From the data below, retype exactly the lines starting with the one that contains "repository 4f83a1b6f2d5f512" and ending with the one that contains "RUN, WLK or SWM", both included.

Extracted data entries:
=== Begin Enclosure ===

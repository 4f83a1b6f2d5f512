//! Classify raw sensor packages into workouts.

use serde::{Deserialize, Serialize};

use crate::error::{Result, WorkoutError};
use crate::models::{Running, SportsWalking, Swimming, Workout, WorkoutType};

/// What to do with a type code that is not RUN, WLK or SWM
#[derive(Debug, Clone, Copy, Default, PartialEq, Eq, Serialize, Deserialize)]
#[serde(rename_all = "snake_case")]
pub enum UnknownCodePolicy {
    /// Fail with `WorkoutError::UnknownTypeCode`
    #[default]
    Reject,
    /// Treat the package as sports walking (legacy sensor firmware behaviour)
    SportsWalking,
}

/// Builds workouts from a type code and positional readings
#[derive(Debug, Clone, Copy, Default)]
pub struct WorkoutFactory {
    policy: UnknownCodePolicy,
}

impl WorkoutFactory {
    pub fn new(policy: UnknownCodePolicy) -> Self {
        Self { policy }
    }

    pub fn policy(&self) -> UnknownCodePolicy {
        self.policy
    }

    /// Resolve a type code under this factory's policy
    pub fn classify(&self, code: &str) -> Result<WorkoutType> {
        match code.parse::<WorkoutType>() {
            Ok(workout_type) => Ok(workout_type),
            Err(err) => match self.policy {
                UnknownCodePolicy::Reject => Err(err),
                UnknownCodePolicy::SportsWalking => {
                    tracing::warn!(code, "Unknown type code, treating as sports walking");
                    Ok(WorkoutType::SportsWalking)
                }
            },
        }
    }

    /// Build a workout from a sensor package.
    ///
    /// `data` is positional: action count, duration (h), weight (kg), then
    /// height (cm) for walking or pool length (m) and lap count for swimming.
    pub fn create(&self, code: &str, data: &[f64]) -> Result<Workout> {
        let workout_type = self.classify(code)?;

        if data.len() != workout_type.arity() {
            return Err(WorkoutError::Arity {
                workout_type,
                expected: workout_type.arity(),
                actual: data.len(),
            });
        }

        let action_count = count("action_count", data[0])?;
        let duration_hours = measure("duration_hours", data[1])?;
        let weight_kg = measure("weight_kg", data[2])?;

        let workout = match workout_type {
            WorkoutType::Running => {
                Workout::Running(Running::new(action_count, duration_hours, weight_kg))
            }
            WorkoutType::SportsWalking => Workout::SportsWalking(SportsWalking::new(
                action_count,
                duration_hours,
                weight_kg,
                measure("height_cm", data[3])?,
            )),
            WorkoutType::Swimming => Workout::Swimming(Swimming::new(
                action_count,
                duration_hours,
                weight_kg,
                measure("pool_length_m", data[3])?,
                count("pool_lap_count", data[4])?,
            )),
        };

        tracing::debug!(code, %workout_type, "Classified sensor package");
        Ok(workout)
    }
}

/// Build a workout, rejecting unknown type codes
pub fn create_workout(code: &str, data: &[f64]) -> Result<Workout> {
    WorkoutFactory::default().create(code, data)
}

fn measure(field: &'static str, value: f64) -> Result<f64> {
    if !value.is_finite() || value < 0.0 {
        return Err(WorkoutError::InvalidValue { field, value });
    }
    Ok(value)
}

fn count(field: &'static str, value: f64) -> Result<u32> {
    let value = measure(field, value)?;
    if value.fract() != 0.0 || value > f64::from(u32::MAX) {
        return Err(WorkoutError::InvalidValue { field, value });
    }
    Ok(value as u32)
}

=== End Enclosure ===
=== Begin Enclosure ===

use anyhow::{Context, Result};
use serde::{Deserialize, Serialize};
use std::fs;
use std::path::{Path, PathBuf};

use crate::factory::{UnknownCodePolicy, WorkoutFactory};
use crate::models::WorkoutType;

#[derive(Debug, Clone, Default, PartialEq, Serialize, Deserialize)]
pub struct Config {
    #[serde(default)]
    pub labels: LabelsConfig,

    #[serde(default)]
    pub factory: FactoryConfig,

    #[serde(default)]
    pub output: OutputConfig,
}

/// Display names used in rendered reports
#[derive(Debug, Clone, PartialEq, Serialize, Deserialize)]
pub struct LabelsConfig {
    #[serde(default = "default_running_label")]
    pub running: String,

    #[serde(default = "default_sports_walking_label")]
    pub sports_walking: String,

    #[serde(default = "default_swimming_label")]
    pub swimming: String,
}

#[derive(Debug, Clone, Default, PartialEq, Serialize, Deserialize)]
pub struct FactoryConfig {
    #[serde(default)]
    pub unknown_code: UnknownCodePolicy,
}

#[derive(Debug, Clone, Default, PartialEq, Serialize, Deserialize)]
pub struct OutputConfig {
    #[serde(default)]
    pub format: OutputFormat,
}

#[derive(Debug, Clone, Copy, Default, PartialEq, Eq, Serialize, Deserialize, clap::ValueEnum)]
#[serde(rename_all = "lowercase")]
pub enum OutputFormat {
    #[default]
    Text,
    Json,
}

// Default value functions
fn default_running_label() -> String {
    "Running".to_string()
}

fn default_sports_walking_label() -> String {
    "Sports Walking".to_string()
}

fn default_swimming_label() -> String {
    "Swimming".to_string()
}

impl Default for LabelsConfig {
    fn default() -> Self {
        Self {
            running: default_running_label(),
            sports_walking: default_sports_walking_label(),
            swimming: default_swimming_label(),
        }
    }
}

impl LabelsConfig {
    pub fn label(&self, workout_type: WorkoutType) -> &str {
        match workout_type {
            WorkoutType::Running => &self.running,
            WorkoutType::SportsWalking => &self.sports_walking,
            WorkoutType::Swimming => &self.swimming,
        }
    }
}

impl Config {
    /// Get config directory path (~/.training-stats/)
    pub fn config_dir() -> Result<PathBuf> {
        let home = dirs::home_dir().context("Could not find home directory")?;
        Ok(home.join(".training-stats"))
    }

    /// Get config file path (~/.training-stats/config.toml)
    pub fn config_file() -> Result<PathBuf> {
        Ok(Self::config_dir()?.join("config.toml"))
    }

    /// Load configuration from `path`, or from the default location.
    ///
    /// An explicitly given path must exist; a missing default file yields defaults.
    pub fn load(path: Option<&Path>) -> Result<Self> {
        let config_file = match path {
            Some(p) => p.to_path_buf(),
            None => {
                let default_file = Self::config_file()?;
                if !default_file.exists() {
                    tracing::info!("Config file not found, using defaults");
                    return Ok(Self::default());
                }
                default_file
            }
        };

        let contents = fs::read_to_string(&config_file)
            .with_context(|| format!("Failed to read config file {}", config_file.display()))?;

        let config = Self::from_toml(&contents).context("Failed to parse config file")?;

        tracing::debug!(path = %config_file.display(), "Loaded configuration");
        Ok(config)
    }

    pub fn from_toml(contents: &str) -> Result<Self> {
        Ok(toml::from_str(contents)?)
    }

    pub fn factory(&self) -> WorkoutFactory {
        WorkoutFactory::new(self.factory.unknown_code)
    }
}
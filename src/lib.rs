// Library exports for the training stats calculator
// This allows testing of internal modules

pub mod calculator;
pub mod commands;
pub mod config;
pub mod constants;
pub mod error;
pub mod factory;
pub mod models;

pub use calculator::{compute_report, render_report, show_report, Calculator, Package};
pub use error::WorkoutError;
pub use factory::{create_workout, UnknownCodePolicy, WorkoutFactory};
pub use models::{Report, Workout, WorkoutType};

=== End Enclosure ===

> _EXERCISE RESULT_:
repository 4f83a1b6f2d5f512
//! Classify raw sensor packages into workouts.

use serde::{Deserialize, Serialize};

use crate::error::{Result, WorkoutError};
use crate::models::{Running, SportsWalking, Swimming, Workout, WorkoutType};

/// What to do with a type code that is not RUN, WLK or SWM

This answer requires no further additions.